Task details »
Could you transcribe all of the data word for word?

==== Excerpted data

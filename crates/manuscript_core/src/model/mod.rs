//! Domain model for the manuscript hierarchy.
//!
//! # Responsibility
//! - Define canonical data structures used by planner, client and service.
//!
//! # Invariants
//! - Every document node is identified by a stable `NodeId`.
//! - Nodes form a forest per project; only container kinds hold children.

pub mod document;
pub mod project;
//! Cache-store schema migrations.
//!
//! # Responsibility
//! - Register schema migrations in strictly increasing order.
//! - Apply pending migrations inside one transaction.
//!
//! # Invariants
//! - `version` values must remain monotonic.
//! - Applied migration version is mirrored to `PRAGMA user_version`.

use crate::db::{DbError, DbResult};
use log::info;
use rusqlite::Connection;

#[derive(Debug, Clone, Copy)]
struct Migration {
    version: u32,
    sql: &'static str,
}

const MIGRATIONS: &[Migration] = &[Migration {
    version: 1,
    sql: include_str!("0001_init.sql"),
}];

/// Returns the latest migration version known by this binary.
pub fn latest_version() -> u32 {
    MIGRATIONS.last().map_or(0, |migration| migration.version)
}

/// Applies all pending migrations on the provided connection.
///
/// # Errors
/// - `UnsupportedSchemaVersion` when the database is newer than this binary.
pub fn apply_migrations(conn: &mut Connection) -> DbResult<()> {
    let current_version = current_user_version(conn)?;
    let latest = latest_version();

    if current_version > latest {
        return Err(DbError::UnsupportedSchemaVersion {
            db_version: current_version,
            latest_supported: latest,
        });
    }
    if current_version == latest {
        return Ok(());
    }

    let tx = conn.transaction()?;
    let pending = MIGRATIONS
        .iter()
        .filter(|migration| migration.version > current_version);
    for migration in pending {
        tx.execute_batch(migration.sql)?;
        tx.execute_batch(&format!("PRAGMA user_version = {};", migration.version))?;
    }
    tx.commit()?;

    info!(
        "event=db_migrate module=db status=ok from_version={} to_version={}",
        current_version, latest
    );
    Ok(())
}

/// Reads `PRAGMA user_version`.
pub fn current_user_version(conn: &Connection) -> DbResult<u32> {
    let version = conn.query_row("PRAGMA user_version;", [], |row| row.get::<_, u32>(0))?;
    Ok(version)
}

========

Result of the exercise »
filename crates/manuscript_core/src/model/mod.rs
//! Domain model for the manuscript hierarchy.
//!
//! # Responsibility
//! - Define canonical data structures used by planner, client and service.
//!
//! # Invariants
//! - Every document node is identified by a stable `NodeId`.
//! - Nodes form a forest per project; only container kinds hold children.

pub mod document;
pub mod project;
//! Cache-store schema migrations.
//!
//! # Responsibility
//! - Register schema migrations in strictly increasing order.
//! - Apply pending migrations inside one transaction.
//!
//! # Invariants
//! - `version` values must remain monotonic.
//! - Applied migration version is mirrored to `PRAGMA user_version`.

use crate::db::{DbError, DbResult};
use log::info;
use rusqlite::Connection;

#[derive(Debug, Clone, Copy)]
struct Migration {
    version: u32,
    sql: &'static str,
}

const MIGRATIONS: &[Migration] = &[Migration {
    version: 1,
    sql: include_str!("0001_init.sql"),
}];

/// Returns the latest migration version known by this binary.
pub fn latest_version() -> u32 {
    MIGRATIONS.last().map_or(0, |migration| migration.version)
}

/// Applies all pending migrations on the provided connection.
///
/// # Errors
/// - `UnsupportedSchemaVersion` when the database is newer than this binary.
pub fn apply_migrations(conn: &mut Connection) -> DbResult<()> {
    let current_version = current_user_version(conn)?;
    let latest = latest_version();

    if current_version > latest {
        return Err(DbError::UnsupportedSchemaVersion {
            db_version: current_version,
            latest_supported: latest,
        });
    }
    if current_version == latest {
        return Ok(());
    }

    let tx = conn.transaction()?;
    let pending = MIGRATIONS
        .iter()
        .filter(|migration| migration.version > current_version);
    for migration in pending {
        tx.execute_batch(migration.sql)?;
        tx.execute_batch(&format!("PRAGMA user_version = {};", migration.version))?;
    }
    tx.commit()?;

    info!(
        "event=db_migrate module=db status=ok from_version={} to_version={}",
        current_version, latest
    );
    Ok(())
}

/// Reads `PRAGMA user_version`.
pub fn current_user_version(conn: &Connection) -> DbResult<u32> {
    let version = conn.query_row("PRAGMA user_version;", [], |row| row.get::<_, u32>(0))?;
    Ok(version)
}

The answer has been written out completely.